Source records Block Start
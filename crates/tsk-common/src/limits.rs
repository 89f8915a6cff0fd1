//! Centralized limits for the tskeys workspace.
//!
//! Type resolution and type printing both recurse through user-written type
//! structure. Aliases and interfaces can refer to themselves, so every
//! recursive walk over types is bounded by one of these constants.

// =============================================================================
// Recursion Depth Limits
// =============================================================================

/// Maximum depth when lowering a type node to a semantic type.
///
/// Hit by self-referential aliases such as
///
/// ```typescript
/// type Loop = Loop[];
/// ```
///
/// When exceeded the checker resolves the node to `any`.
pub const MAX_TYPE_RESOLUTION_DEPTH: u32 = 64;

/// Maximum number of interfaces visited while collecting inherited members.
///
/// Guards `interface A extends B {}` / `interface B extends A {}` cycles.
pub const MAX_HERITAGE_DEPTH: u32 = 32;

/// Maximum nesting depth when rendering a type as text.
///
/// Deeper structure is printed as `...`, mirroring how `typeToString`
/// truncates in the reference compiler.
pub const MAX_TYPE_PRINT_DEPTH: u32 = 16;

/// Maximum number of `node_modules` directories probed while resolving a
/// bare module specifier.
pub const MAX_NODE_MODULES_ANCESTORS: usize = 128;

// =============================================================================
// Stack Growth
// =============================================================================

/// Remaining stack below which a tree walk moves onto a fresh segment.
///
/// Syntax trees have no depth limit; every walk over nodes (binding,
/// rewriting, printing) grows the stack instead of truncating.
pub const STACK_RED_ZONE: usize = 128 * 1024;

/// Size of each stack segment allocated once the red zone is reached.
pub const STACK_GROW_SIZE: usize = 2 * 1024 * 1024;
Source records Block End
Source records Block Start
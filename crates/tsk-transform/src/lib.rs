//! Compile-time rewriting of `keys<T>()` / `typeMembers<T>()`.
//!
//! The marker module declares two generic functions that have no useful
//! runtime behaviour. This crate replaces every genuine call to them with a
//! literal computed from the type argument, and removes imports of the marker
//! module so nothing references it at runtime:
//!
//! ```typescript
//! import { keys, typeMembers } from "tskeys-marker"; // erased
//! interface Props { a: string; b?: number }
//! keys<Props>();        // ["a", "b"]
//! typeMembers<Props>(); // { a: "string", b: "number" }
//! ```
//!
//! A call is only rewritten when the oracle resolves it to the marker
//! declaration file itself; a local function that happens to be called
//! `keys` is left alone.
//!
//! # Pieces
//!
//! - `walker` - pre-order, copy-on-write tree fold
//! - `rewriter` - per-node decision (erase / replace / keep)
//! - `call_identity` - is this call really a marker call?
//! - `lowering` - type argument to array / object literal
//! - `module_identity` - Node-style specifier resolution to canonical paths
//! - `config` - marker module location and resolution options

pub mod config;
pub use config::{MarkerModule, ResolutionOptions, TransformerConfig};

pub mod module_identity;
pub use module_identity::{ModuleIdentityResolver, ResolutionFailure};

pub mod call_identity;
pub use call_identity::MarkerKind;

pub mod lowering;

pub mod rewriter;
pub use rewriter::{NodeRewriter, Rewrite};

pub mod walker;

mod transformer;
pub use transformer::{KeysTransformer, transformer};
Source records Block End
Source records Block Start
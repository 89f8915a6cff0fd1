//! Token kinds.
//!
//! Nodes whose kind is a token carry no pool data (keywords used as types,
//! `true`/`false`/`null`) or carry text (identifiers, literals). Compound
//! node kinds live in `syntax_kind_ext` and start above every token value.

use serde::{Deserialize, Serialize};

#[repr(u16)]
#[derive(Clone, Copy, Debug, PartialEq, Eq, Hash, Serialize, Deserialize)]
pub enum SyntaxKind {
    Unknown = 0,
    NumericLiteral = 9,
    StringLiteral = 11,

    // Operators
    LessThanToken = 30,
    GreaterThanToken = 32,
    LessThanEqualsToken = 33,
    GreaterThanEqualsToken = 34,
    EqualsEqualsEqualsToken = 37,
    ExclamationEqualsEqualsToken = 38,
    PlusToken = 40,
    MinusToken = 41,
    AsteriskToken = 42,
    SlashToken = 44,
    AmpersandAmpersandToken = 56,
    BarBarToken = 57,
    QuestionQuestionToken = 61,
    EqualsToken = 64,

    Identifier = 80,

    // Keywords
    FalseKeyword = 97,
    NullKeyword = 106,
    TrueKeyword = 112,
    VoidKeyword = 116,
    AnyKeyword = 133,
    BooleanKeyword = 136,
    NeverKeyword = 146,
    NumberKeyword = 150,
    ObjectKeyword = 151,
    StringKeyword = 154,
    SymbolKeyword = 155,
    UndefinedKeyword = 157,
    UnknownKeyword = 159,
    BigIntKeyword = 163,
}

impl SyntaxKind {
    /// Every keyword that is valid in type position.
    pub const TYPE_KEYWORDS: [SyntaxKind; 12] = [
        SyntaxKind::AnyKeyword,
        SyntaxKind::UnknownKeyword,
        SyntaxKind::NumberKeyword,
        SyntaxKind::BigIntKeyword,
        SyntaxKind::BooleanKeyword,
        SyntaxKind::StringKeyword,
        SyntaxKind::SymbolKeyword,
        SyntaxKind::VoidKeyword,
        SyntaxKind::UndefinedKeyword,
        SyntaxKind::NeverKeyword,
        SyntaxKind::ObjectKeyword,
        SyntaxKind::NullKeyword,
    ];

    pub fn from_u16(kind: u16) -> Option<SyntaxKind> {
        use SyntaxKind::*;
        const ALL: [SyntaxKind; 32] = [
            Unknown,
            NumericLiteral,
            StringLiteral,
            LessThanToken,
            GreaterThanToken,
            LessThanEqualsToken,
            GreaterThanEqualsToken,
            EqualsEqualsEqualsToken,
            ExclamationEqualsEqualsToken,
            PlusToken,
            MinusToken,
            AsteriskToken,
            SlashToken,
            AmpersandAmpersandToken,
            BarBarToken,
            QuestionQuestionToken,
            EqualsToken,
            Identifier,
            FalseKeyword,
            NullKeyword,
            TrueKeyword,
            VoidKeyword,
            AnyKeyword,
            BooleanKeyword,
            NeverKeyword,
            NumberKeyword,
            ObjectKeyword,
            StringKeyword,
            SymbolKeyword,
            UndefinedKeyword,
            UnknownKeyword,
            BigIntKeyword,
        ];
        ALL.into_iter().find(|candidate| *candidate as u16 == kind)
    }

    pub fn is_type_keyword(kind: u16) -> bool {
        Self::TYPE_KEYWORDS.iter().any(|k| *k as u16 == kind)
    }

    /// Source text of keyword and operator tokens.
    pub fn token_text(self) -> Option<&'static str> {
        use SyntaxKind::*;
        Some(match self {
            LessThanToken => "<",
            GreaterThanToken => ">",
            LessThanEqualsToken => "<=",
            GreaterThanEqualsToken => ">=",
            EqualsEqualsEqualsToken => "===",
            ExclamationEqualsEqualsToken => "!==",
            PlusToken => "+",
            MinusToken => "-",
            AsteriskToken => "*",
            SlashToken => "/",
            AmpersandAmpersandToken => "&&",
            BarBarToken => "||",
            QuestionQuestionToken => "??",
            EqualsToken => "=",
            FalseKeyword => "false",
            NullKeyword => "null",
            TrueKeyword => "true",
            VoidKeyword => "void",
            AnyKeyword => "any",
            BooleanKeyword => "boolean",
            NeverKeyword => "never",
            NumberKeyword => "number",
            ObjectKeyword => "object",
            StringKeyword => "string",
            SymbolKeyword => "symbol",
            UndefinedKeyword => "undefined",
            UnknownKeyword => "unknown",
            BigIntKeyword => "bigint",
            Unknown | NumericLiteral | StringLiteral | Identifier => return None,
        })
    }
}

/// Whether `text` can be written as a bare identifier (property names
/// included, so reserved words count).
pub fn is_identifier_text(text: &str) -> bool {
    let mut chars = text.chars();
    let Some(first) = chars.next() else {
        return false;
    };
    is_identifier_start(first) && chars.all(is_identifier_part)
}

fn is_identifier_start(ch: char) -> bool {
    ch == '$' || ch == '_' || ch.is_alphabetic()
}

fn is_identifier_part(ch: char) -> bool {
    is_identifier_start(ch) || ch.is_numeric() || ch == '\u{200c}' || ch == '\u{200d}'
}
Source records Block End
▸ **Work instructions**: Whenever a line of the entries contains the string "UndefinedKeyword", copy that line.

▸ **Solution**:
    UndefinedKeyword = 157,
        SyntaxKind::UndefinedKeyword,
            UndefinedKeyword,
            UndefinedKeyword => "undefined",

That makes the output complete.